▶ ASSIGNMENT
Among the entries below, find every line that has "workspaces" and pull it out.

(Saved entries)
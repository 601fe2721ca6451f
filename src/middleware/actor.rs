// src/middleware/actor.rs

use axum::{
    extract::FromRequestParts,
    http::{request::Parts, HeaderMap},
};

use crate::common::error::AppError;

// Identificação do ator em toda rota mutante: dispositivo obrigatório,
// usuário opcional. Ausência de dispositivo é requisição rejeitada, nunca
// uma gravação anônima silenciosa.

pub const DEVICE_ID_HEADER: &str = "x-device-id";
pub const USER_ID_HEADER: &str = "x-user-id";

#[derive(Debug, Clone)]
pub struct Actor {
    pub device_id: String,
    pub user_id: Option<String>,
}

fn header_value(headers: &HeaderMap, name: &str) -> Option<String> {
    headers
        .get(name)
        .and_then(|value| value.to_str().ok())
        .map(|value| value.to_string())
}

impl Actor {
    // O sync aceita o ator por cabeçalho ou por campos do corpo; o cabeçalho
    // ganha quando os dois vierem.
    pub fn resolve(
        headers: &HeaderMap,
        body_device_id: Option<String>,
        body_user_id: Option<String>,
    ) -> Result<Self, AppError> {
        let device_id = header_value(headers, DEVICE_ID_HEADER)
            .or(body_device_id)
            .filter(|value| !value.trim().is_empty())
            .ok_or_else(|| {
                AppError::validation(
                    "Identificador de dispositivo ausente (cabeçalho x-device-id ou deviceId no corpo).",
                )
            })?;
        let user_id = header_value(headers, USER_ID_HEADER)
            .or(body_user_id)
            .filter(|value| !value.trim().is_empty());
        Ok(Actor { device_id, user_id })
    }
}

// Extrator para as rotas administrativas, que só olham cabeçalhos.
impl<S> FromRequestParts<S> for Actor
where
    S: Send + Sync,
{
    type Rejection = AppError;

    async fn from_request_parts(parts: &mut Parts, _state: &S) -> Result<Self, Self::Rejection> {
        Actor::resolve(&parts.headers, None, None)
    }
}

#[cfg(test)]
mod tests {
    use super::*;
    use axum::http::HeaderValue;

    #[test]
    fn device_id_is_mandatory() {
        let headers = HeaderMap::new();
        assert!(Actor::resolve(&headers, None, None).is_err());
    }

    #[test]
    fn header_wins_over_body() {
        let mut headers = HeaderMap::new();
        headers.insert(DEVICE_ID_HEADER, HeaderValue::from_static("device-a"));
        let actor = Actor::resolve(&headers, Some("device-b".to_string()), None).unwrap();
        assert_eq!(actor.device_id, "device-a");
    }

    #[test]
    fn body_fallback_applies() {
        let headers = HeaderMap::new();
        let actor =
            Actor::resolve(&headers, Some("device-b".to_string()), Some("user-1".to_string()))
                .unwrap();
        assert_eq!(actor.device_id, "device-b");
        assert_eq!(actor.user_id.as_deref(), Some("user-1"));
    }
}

--

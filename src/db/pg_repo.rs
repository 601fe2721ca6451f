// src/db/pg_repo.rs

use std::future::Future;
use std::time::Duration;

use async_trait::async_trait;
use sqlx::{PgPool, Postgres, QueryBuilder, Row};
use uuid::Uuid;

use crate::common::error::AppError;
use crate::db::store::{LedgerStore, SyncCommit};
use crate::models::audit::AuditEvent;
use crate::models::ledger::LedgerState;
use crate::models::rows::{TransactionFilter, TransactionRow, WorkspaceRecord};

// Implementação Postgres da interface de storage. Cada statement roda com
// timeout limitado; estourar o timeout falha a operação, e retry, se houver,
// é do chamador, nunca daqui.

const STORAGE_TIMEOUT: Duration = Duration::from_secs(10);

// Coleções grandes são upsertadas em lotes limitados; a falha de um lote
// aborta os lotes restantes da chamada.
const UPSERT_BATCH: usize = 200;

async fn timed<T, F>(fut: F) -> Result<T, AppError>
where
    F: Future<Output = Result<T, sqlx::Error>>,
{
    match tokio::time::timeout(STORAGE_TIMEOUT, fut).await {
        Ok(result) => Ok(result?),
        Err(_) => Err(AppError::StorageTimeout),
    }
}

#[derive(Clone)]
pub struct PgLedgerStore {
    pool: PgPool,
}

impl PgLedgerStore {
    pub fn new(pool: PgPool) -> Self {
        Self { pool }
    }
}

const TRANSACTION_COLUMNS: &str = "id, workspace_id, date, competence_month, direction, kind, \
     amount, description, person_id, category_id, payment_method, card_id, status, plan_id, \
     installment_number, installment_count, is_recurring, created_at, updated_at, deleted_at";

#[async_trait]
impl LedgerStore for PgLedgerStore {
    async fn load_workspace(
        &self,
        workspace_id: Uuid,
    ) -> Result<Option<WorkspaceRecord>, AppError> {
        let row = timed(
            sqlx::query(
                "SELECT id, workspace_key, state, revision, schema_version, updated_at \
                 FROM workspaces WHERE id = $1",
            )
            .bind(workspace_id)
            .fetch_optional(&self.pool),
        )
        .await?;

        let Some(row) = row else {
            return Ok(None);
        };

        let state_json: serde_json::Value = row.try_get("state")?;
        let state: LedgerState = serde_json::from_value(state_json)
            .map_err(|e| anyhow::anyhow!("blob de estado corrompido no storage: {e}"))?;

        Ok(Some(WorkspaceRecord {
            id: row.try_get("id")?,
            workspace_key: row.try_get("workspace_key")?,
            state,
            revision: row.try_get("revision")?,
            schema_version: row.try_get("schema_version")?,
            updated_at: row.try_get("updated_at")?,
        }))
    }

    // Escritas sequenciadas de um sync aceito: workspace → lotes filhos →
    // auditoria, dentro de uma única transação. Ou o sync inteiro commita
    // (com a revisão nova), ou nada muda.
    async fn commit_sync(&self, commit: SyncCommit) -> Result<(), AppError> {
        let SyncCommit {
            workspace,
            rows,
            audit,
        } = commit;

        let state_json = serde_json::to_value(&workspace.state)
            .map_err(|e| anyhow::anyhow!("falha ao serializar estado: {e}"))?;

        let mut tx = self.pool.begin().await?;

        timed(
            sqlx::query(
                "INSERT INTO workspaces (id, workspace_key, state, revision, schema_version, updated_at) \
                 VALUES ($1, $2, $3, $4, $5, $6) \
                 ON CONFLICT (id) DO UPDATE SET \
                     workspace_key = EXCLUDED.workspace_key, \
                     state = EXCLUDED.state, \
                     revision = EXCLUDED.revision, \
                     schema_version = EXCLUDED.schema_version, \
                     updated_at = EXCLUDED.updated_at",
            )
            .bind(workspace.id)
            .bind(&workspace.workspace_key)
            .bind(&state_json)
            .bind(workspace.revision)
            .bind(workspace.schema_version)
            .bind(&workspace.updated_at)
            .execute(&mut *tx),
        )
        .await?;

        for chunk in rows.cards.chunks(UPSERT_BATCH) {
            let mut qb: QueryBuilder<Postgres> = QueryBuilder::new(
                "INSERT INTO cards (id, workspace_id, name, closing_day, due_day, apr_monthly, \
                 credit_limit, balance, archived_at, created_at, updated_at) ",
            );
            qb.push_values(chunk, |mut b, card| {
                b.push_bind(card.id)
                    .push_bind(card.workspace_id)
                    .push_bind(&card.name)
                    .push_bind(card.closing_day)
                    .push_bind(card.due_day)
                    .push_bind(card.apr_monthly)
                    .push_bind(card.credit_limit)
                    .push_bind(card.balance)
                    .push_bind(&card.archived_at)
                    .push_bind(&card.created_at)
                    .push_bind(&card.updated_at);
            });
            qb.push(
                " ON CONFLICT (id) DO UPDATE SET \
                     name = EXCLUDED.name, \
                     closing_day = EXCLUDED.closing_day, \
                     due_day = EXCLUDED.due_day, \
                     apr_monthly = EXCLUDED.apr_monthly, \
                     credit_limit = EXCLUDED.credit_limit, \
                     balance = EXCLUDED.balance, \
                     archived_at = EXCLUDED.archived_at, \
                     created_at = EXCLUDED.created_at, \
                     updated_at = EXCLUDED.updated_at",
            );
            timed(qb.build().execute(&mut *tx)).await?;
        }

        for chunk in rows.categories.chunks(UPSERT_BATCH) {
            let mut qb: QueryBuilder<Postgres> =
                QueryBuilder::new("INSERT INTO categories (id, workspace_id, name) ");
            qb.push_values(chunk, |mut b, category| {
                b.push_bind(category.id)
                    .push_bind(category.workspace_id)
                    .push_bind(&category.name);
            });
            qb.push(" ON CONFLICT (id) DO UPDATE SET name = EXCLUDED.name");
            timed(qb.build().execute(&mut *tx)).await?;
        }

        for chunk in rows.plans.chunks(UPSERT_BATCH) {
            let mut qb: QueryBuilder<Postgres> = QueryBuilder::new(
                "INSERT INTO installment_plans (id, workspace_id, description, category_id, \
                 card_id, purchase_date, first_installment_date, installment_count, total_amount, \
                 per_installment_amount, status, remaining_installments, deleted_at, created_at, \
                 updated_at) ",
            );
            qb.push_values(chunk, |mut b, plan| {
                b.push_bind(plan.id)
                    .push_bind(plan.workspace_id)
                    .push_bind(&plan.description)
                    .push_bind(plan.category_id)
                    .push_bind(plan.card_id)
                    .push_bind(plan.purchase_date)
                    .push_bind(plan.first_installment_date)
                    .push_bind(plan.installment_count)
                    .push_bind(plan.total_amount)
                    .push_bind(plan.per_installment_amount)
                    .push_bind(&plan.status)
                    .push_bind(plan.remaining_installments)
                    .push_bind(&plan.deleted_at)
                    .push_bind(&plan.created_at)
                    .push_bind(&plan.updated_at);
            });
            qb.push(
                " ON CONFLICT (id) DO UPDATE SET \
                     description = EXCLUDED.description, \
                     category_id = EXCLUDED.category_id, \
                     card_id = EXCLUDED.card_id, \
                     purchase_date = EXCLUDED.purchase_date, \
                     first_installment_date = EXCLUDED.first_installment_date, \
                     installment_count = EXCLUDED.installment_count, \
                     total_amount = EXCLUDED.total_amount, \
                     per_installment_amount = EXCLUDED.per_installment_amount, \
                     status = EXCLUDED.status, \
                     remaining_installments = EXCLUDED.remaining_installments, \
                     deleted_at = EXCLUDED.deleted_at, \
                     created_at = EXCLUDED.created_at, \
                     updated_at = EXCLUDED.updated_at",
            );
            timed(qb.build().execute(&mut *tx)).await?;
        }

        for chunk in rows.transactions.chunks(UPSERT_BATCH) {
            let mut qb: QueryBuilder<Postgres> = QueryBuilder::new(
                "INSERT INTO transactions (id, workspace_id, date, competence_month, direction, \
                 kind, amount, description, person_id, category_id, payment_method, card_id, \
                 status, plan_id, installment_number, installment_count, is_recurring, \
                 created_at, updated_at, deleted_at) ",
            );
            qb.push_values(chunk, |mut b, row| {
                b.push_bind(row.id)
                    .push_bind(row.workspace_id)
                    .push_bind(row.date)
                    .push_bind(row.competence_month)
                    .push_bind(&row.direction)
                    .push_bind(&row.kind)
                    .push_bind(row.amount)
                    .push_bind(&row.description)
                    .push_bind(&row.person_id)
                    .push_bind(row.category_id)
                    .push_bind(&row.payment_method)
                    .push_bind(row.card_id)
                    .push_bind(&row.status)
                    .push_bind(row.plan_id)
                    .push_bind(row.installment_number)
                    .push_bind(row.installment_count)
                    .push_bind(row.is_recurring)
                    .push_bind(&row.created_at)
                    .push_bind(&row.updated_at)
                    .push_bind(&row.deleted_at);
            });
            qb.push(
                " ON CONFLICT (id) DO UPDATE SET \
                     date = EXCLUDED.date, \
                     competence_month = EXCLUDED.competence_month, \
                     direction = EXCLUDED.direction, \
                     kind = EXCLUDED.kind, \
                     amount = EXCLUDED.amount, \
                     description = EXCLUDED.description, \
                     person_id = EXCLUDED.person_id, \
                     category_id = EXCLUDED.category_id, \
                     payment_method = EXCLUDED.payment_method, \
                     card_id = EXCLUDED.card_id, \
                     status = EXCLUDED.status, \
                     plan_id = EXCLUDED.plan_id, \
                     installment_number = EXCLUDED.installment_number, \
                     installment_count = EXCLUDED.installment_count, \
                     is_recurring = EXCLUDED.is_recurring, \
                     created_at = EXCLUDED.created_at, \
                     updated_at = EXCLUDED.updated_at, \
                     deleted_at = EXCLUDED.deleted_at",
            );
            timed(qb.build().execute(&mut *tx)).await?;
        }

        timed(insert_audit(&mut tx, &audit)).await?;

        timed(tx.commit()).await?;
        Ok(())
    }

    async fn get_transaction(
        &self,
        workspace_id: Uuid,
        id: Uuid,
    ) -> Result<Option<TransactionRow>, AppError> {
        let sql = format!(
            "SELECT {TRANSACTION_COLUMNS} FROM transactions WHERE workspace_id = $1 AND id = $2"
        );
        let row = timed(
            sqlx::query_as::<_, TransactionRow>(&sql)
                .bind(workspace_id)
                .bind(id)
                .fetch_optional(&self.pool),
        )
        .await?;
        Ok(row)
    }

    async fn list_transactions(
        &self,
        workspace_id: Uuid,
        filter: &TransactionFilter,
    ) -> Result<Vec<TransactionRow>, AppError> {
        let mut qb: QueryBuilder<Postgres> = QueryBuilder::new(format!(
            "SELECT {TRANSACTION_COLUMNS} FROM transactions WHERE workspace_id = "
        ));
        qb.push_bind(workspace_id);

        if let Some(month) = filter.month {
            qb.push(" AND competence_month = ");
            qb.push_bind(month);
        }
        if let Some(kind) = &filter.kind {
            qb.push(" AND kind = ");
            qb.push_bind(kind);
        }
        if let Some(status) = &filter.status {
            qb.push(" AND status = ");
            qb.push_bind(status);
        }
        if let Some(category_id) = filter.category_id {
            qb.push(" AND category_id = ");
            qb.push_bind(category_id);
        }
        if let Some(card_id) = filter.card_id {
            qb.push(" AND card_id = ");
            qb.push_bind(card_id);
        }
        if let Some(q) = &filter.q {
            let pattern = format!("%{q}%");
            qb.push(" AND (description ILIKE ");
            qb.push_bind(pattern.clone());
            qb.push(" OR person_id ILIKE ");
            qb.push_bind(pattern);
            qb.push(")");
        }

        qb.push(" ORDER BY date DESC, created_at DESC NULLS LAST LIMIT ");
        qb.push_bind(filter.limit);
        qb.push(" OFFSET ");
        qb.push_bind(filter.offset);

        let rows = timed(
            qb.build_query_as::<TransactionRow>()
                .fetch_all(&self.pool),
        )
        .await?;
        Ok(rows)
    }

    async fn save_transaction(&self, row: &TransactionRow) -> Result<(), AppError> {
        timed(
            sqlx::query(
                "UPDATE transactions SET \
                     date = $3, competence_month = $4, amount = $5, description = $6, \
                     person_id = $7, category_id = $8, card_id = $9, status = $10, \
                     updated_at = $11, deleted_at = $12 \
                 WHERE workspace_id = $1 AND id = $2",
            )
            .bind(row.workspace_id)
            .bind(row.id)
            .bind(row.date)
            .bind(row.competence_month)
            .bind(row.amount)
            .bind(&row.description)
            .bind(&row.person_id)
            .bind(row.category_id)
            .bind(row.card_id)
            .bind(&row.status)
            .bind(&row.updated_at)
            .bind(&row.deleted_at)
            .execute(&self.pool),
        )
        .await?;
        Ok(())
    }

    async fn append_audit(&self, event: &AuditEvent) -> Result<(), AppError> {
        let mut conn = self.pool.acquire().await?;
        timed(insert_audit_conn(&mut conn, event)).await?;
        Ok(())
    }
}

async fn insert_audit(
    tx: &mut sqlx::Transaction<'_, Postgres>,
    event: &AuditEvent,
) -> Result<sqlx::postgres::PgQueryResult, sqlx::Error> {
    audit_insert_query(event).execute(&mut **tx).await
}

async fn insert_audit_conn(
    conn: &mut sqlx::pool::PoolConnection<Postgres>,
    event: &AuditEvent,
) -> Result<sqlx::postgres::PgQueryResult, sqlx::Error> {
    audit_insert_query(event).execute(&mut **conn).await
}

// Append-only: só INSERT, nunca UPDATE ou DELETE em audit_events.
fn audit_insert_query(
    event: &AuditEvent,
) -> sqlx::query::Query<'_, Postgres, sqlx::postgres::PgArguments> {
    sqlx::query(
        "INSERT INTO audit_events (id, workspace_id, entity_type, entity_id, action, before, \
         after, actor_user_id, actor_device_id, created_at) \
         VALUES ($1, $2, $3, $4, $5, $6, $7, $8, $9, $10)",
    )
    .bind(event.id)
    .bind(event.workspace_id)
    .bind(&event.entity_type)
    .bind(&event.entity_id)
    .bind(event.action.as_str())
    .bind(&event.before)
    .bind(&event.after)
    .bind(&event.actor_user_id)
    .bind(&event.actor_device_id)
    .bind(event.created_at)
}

▶ WRITTEN SOLUTION
                 FROM workspaces WHERE id = $1",
                "INSERT INTO workspaces (id, workspace_key, state, revision, schema_version, updated_at) \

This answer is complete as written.